15Dans Andromède et La Toison d’or, la spectacularité a malgré tout un impact évident sur les vers qui perdent souvent leur puissance persuasive et leur efficacité dramatique ; c’est sans doute la raison pour laquelle Corneille considérait qu’il ne s’agissait pas de « beaux vers » ou de « vers pompeux ». En effet, Andromède est une tragédie de la contemplation où le regard sous toutes ses formes est privilégié. À la fascination visuelle pour les surprenantes machines23 s’ajoute, si nous examinons l’intrigue même, une valorisation de la beauté de l’héroïne qui renvoie au principe de la « splendeur active » analysé par Jean Starobinski24. L’éblouissement, le rapt du héros, est repris d’Ovide puisque, dans la quatrième métamorphose, Persée « demeure stupéfait et, saisi à la vue de tant de beauté, il oublie presque de battre les airs de ses ailes25 ». Cet effet s’inscrit de même dans un vers de Corneille, où la fulgurance est traduite par la simultanéité de la cause et de la conséquence ainsi que par la coupe à l’hémistiche : « Pouvais-je avoir des yeux26 et ne pas l’adorer » (I, 4). Parmi les autres éléments qui évoquent cette valorisation du regard, nous retrouvons l’effet de miroir créé par l’onde au tout début de la pièce, l’immédiate pétrification du rival regardant la tête de Méduse brandie par Persée ou encore les multiples reprises du terme « spectacle » : « ce fameux spectacle » (I, 1), « un spectacle étrange et merveilleux » (II, 5), « un horrible spectacle » (III, 1), « l’indigne spectacle » (III, 1).

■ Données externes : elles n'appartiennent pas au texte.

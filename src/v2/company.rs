use serde_json::Value;

use crate::error::Result;
use crate::v2::HarvestClient;

impl HarvestClient {
    /// The company the authenticated account belongs to.
    pub async fn company(&self) -> Result<Value> {
        self.fetch("/company").await
    }
}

16Cette importance de l’opsis va de pair avec un changement au niveau de la présentation de l’action qui est montrée, bien plus que décrite. Corollairement, le spectacle, qui a sa propre force persuasive, n’a plus besoin du relais de longues démonstrations. Ainsi par exemple, face à l’urgence de la situation, Persée, prêt à sauver Andromède enchaînée au rocher, déclare : « Le temps nous est trop cher pour le perdre en paroles » (II, 6), et la didascalie indique ensuite que, chevauchant Pégase, il va tuer le monstre.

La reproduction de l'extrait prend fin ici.